Somewhere halfway across town, in the little plaza Damien sent Aiden to, a line of screens built into the side of a building, for advertising purposes, spring to life. Damien, on every one of them now, leans up into the camera on Nicky's wall and waves, grinning wolfishly. He's pretty sure he hears Aiden's breath catch and the grin widens.
"That's Nicky's house! What are you doing?" he demands.
"You should hurry, my boy. Your pretty sister needs you."
He waits for that reaction, for Aiden screaming his name, and then he hangs up. The feed he's bouncing to dies about the same time, and he settles in to wait, feeling much lighter. Aiden really should have taken him seriously, the first time around.
The laptop hits the wall with as much force as Damien can muster, and disappointingly, nothing happens. It doesn't explode into a million pieces, in a spectacular shower of sparks, it doesn't even so much as crack as far as he can tell, though -- well, it's hard to tell, the only light the steady ebb and flow of the lighthouse beacon as it spins madly on, a floor above him, outside. Not that it particularly matters, for all that the laptop is ruined anyway, with or without his help, bricked by Aiden and whatever fucking virus he got into the system to get him out, but still. He would have liked for something to go right, tonight. He would have liked his tantrum to amount to something for all that it's not going to matter, here before long.
Still angry, still feeling fucked, he hobbles over to where the laptop landed, straining to pick it up without pitching off the catwalk and with his bad leg. He tucks it under his arm when he manages, and limps towards the stairs, taking them awkwardly as he tries to juggle the laptop and himself, in the near-dark and the rain, coming down hard, now. Somehow, thankfully, he makes it to the top, however, and pulling the computer into both hands, intent on pitching it into Lake Michigan, this time, he leans back, gathering all of his anger and fear and hurt to power the throw. He stops just short of it, two things catching him stock still and cold.
One, back on land, the shores of Chicago are dark entirely, from Navy Pier to Brandon Docks. And two, there's a light coming in from the former, a speed boat he imagines, though he can't hear it from here, not yet.
"Shit," he breathes, pitching his laptop into the lake forgotten in a heartbeat as fear steals his breath. He's not sure how Aiden found him (it wouldn't be hard, the lighthouse the only place in all of Chicago not running on ctOS) or how he got here so damn fast (his friends, always his friends), but the dread is real, regardless. He knew this was it, this was the end, that it was only a matter of time the second Aiden went live with Iraq's blackmail and left him with nothing, but he didn't expect it to happen so fast. He'd hoped for some small reprieve, somehow, one last little miracle, but here they are.

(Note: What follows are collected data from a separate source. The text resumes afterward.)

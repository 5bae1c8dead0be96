//! Saved alerts and user preferences.
//!
//! Each collection is one JSON document in a [`KeyValueStore`], so the same
//! file store that holds forecasts can hold these under its own directory.

use std::sync::{Arc, Mutex, PoisonError};

use chrono::{DateTime, Utc};
use serde::de::DeserializeOwned;
use serde::Serialize;
use thiserror::Error;
use tracing::{debug, info};
use uuid::Uuid;

use crate::cache::KeyValueStore;
use crate::models::{AlertDraft, UserPreferences, WeatherAlert};

const ALERTS_KEY: &str = "entity_weather_alerts";
const PREFERENCES_KEY: &str = "entity_user_preferences";

#[derive(Error, Debug)]
pub enum EntityError {
    #[error("No alert with id {0}")]
    NotFound(String),

    #[error("Alert location is required")]
    MissingLocation,

    #[error("Alert activity is required")]
    MissingActivity,

    #[error("Corrupt {what} record: {source}")]
    Corrupt {
        what: &'static str,
        #[source]
        source: serde_json::Error,
    },

    #[error("Storage error: {0:#}")]
    Storage(anyhow::Error),
}

pub type Result<T> = std::result::Result<T, EntityError>;

/// Alert and preference records over a keyed store.
///
/// Writes are read-modify-write on a whole collection and are serialized by
/// an internal lock. Unlike the forecast cache, unreadable records are
/// reported rather than ignored, so a bad file is never silently replaced.
pub struct EntityStore {
    store: Arc<dyn KeyValueStore>,
    write_lock: Mutex<()>,
}

impl EntityStore {
    pub fn new(store: Arc<dyn KeyValueStore>) -> Self {
        Self {
            store,
            write_lock: Mutex::new(()),
        }
    }

    /// All alerts, newest first.
    pub fn list_alerts(&self) -> Result<Vec<WeatherAlert>> {
        let mut alerts: Vec<WeatherAlert> = self.read(ALERTS_KEY, "alert")?.unwrap_or_default();
        alerts.sort_by(|a, b| b.created_date.cmp(&a.created_date));
        Ok(alerts)
    }

    pub fn get_alert(&self, id: &str) -> Result<WeatherAlert> {
        self.list_alerts()?
            .into_iter()
            .find(|a| a.id == id)
            .ok_or_else(|| EntityError::NotFound(id.to_string()))
    }

    pub fn create_alert(&self, draft: AlertDraft, now: DateTime<Utc>) -> Result<WeatherAlert> {
        let draft = validate(draft)?;
        let alert = WeatherAlert {
            id: Uuid::new_v4().to_string(),
            location: draft.location,
            activity_type: draft.activity_type,
            alert_conditions: draft.alert_conditions,
            is_active: draft.is_active,
            created_date: now,
        };

        self.modify_alerts(|alerts| {
            alerts.push(alert.clone());
            Ok(())
        })?;
        info!(id = %alert.id, location = %alert.location, activity = %alert.activity_type, "Created alert");
        Ok(alert)
    }

    /// Replace the editable fields of an alert. Id and creation time stay.
    pub fn update_alert(&self, id: &str, draft: AlertDraft) -> Result<WeatherAlert> {
        let draft = validate(draft)?;
        self.modify_alert(id, |alert| {
            alert.location = draft.location;
            alert.activity_type = draft.activity_type;
            alert.alert_conditions = draft.alert_conditions;
            alert.is_active = draft.is_active;
        })
    }

    pub fn set_alert_active(&self, id: &str, is_active: bool) -> Result<WeatherAlert> {
        self.modify_alert(id, |alert| alert.is_active = is_active)
    }

    pub fn toggle_alert(&self, id: &str) -> Result<WeatherAlert> {
        self.modify_alert(id, |alert| alert.is_active = !alert.is_active)
    }

    /// Saved preferences, or defaults if none were saved yet.
    pub fn preferences(&self) -> Result<UserPreferences> {
        Ok(self
            .read(PREFERENCES_KEY, "preferences")?
            .unwrap_or_default())
    }

    pub fn save_preferences(&self, preferences: &UserPreferences) -> Result<()> {
        let _guard = self.write_lock.lock().unwrap_or_else(PoisonError::into_inner);
        self.write(PREFERENCES_KEY, preferences)
    }

    fn modify_alert(&self, id: &str, edit: impl FnOnce(&mut WeatherAlert)) -> Result<WeatherAlert> {
        let mut updated = None;
        self.modify_alerts(|alerts| {
            let alert = alerts
                .iter_mut()
                .find(|a| a.id == id)
                .ok_or_else(|| EntityError::NotFound(id.to_string()))?;
            edit(alert);
            updated = Some(alert.clone());
            Ok(())
        })?;
        updated.ok_or_else(|| EntityError::NotFound(id.to_string()))
    }

    fn modify_alerts(&self, edit: impl FnOnce(&mut Vec<WeatherAlert>) -> Result<()>) -> Result<()> {
        let _guard = self.write_lock.lock().unwrap_or_else(PoisonError::into_inner);
        let mut alerts: Vec<WeatherAlert> = self.read(ALERTS_KEY, "alert")?.unwrap_or_default();
        edit(&mut alerts)?;
        self.write(ALERTS_KEY, &alerts)
    }

    fn read<T: DeserializeOwned>(&self, key: &str, what: &'static str) -> Result<Option<T>> {
        match self.store.get(key).map_err(EntityError::Storage)? {
            Some(contents) => serde_json::from_str(&contents)
                .map(Some)
                .map_err(|source| EntityError::Corrupt { what, source }),
            None => Ok(None),
        }
    }

    fn write<T: Serialize + ?Sized>(&self, key: &str, value: &T) -> Result<()> {
        let json = serde_json::to_string_pretty(value)
            .map_err(|e| EntityError::Storage(e.into()))?;
        self.store.set(key, &json).map_err(EntityError::Storage)?;
        debug!(key = key, bytes = json.len(), "Saved records");
        Ok(())
    }
}

fn validate(mut draft: AlertDraft) -> Result<AlertDraft> {
    draft.location = draft.location.trim().to_string();
    draft.activity_type = draft.activity_type.trim().to_lowercase();
    if draft.location.is_empty() {
        return Err(EntityError::MissingLocation);
    }
    if draft.activity_type.is_empty() {
        return Err(EntityError::MissingActivity);
    }
    Ok(draft)
}
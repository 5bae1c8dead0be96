//! Summitcast core library.
//!
//! Adventure-activity forecasts backed by a language-model completion
//! service, with a two-hour per-location cache and placeholder data when the
//! service is unavailable.
//!
//! - `forecast`: `ForecastCache`, normalization and fallback generation
//! - `cache`: keyed stores and the persisted `CacheEntry`
//! - `ai`: the `CompletionService` port and its HTTP adapter
//! - `conditions`, `locations`: current conditions and location search
//! - `entities`, `alerts`: saved alerts and preferences, and alert checks
//! - `models`: canonical and raw data shapes
//! - `config`, `auth`: configuration and API key storage

pub mod ai;
pub mod alerts;
pub mod auth;
pub mod cache;
pub mod conditions;
pub mod config;
pub mod entities;
pub mod forecast;
pub mod locations;
pub mod models;

pub use alerts::{check_alerts, AlertMatch};
pub use ai::{CompletionError, CompletionRequest, CompletionService, HttpCompletionClient};
pub use cache::{cache_key_for, CacheEntry, FileStore, KeyValueStore, MemoryStore, FORECAST_TTL_MS};
pub use conditions::{current_conditions, ConditionsOutcome};
pub use config::Config;
pub use entities::{EntityError, EntityStore};
pub use forecast::{ForecastCache, ForecastOutcome};
pub use locations::suggest_locations;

Not that that stops him from heading back down the stairs, as fast as he can manage, trying for his own boat, docked at the bottom.
The bad news is, he never gets there. The at least potentially better news is that it's not Aiden that steps onto the dock when the other boat lands -- it's some Chinese guy in a white suit, and all at once, his fear gives way to confusion.
"Hi," he starts brightly, flipping him a wave as he heads for him. "Damien, right?"
"Depends on who's asking," he deadpans, at a loss for anything else.
"Oh, right, yeah. I'm Jordi," he seemingly relents. The name rings a bell, albeit vaguely, and Damien doesn't try making sense of it, now. Mostly because, as the light from the lighthouse comes and goes and comes again, there's suddenly a gun in Jordi's hand. He waves it at Damien, now, and he exhales a heavy breath, closing his eyes, briefly. "I'm here for the bounty Blume put out on you." A beat. "Well, you and Pearce." And another. "He here yet, speaking of?"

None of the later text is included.